BEGIN ENTRIES SUPPLIED

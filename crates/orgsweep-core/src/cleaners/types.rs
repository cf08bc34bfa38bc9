use serde::Serialize;
use serde::de::DeserializeOwned;

use crate::api::client::ApiClient;
use crate::api::urls::OrgApi;
use crate::api::waiter::WaitPolicy;
use crate::cleaners::errors::CleanError;
use crate::graph::types::ResourceGraph;

/// Collaborators shared by every cleaner. The graph itself is passed as
/// `&mut` to [`Cleaner::delete`] so the single-writer discipline stays
/// visible at every call site.
pub struct CleanContext<'a> {
    pub client: &'a dyn ApiClient,
    pub api: &'a OrgApi,
    pub undeploy_wait: WaitPolicy,
    pub attachment_wait: WaitPolicy,
}

impl<'a> CleanContext<'a> {
    pub fn new(client: &'a dyn ApiClient, api: &'a OrgApi) -> Self {
        Self {
            client,
            api,
            undeploy_wait: WaitPolicy::undeploy(),
            attachment_wait: WaitPolicy::attachment(),
        }
    }
}

/// What one cleaner pass did.
#[derive(Debug, Clone, Copy, Default, PartialEq, Eq, Serialize)]
pub struct CleanStats {
    /// Confirmed deleted remotely (or already gone) and removed from the graph.
    pub deleted: usize,
    /// Left alone on purpose: protected, or a blocking dependency exists.
    pub skipped: usize,
    /// Delete attempted and failed; entity retained for a future run.
    pub retained: usize,
}

impl CleanStats {
    pub fn merge(&mut self, other: CleanStats) {
        self.deleted += other.deleted;
        self.skipped += other.skipped;
        self.retained += other.retained;
    }
}

/// Fetch and decode a live listing. Cleaners working from a live listing
/// rather than the snapshot cannot run at all without one, so every failure
/// here is a [`CleanError`].
pub(crate) fn fetch_listing<T: DeserializeOwned>(
    client: &dyn ApiClient,
    url: &str,
    resource: &'static str,
) -> Result<T, CleanError> {
    let response = client
        .get(url)
        .map_err(|source| CleanError::ListingUnavailable { resource, source })?;
    if !response.is_success() {
        return Err(CleanError::ListingFailed {
            resource,
            status: response.status,
        });
    }
    response.json().map_err(|e| CleanError::ListingMalformed {
        resource,
        message: e.to_string(),
    })
}

/// One resource kind's deletion pass.
pub trait Cleaner {
    fn name(&self) -> &'static str;

    /// Run the pass once: decide eligibility, detach/undeploy, prune the
    /// graph, delete remotely. Blocking dependencies and failed deletes are
    /// not errors; an `Err` means the pass could not run at all (for
    /// example, a live listing was unavailable).
    fn delete(&self, graph: &mut ResourceGraph, ctx: &CleanContext) -> Result<CleanStats, CleanError>;
}

#[cfg(test)]
mod tests {
    use super::*;

    #[test]
    fn test_clean_stats_merge() {
        let mut total = CleanStats {
            deleted: 1,
            skipped: 2,
            retained: 0,
        };
        total.merge(CleanStats {
            deleted: 3,
            skipped: 0,
            retained: 1,
        });
        assert_eq!(
            total,
            CleanStats {
                deleted: 4,
                skipped: 2,
                retained: 1
            }
        );
    }
}
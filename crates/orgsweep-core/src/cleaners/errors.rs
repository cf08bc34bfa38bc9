use crate::api::errors::ApiError;
use crate::errors::SweepError;

#[derive(Debug, thiserror::Error)]
pub enum CleanError {
    #[error("Listing {resource} failed with status {status}")]
    ListingFailed { resource: &'static str, status: u16 },

    #[error("Listing {resource} failed: {source}")]
    ListingUnavailable {
        resource: &'static str,
        #[source]
        source: ApiError,
    },

    #[error("Unexpected {resource} listing payload: {message}")]
    ListingMalformed {
        resource: &'static str,
        message: String,
    },
}

impl SweepError for CleanError {
    fn error_code(&self) -> &'static str {
        match self {
            CleanError::ListingFailed { .. } => "CLEAN_LISTING_FAILED",
            CleanError::ListingUnavailable { .. } => "CLEAN_LISTING_UNAVAILABLE",
            CleanError::ListingMalformed { .. } => "CLEAN_LISTING_MALFORMED",
        }
    }
}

END ENTRIES SUPPLIED

# ACTIVITY
Word for word, restate each line of the material.

# SOLUTION TO THE PROBLEM
filename crates/orgsweep-core/src/cleaners/types.rs
repository cf08bc34bfa38bc9
use serde::Serialize;
use serde::de::DeserializeOwned;

use crate::api::client::ApiClient;
use crate::api::urls::OrgApi;
use crate::api::waiter::WaitPolicy;
use crate::cleaners::errors::CleanError;
use crate::graph::types::ResourceGraph;

/// Collaborators shared by every cleaner. The graph itself is passed as
/// `&mut` to [`Cleaner::delete`] so the single-writer discipline stays
/// visible at every call site.
pub struct CleanContext<'a> {
    pub client: &'a dyn ApiClient,
    pub api: &'a OrgApi,
    pub undeploy_wait: WaitPolicy,
    pub attachment_wait: WaitPolicy,
}

impl<'a> CleanContext<'a> {
    pub fn new(client: &'a dyn ApiClient, api: &'a OrgApi) -> Self {
        Self {
            client,
            api,
            undeploy_wait: WaitPolicy::undeploy(),
            attachment_wait: WaitPolicy::attachment(),
        }
    }
}

/// What one cleaner pass did.
#[derive(Debug, Clone, Copy, Default, PartialEq, Eq, Serialize)]
pub struct CleanStats {
    /// Confirmed deleted remotely (or already gone) and removed from the graph.
    pub deleted: usize,
    /// Left alone on purpose: protected, or a blocking dependency exists.
    pub skipped: usize,
    /// Delete attempted and failed; entity retained for a future run.
    pub retained: usize,
}

impl CleanStats {
    pub fn merge(&mut self, other: CleanStats) {
        self.deleted += other.deleted;
        self.skipped += other.skipped;
        self.retained += other.retained;
    }
}

/// Fetch and decode a live listing. Cleaners working from a live listing
/// rather than the snapshot cannot run at all without one, so every failure
/// here is a [`CleanError`].
pub(crate) fn fetch_listing<T: DeserializeOwned>(
    client: &dyn ApiClient,
    url: &str,
    resource: &'static str,
) -> Result<T, CleanError> {
    let response = client
        .get(url)
        .map_err(|source| CleanError::ListingUnavailable { resource, source })?;
    if !response.is_success() {
        return Err(CleanError::ListingFailed {
            resource,
            status: response.status,
        });
    }
    response.json().map_err(|e| CleanError::ListingMalformed {
        resource,
        message: e.to_string(),
    })
}

/// One resource kind's deletion pass.
pub trait Cleaner {
    fn name(&self) -> &'static str;

    /// Run the pass once: decide eligibility, detach/undeploy, prune the
    /// graph, delete remotely. Blocking dependencies and failed deletes are
    /// not errors; an `Err` means the pass could not run at all (for
    /// example, a live listing was unavailable).
    fn delete(&self, graph: &mut ResourceGraph, ctx: &CleanContext) -> Result<CleanStats, CleanError>;
}

#[cfg(test)]
mod tests {
    use super::*;

    #[test]
    fn test_clean_stats_merge() {
        let mut total = CleanStats {
            deleted: 1,
            skipped: 2,
            retained: 0,
        };
        total.merge(CleanStats {
            deleted: 3,
            skipped: 0,
            retained: 1,
        });
        assert_eq!(
            total,
            CleanStats {
                deleted: 4,
                skipped: 2,
                retained: 1
            }
        );
    }
}
filename crates/orgsweep-core/src/cleaners/errors.rs
repository cf08bc34bfa38bc9
use crate::api::errors::ApiError;
use crate::errors::SweepError;

#[derive(Debug, thiserror::Error)]
pub enum CleanError {
    #[error("Listing {resource} failed with status {status}")]
    ListingFailed { resource: &'static str, status: u16 },

    #[error("Listing {resource} failed: {source}")]
    ListingUnavailable {
        resource: &'static str,
        #[source]
        source: ApiError,
    },

    #[error("Unexpected {resource} listing payload: {message}")]
    ListingMalformed {
        resource: &'static str,
        message: String,
    },
}

impl SweepError for CleanError {
    fn error_code(&self) -> &'static str {
        match self {
            CleanError::ListingFailed { .. } => "CLEAN_LISTING_FAILED",
            CleanError::ListingUnavailable { .. } => "CLEAN_LISTING_UNAVAILABLE",
            CleanError::ListingMalformed { .. } => "CLEAN_LISTING_MALFORMED",
        }
    }
}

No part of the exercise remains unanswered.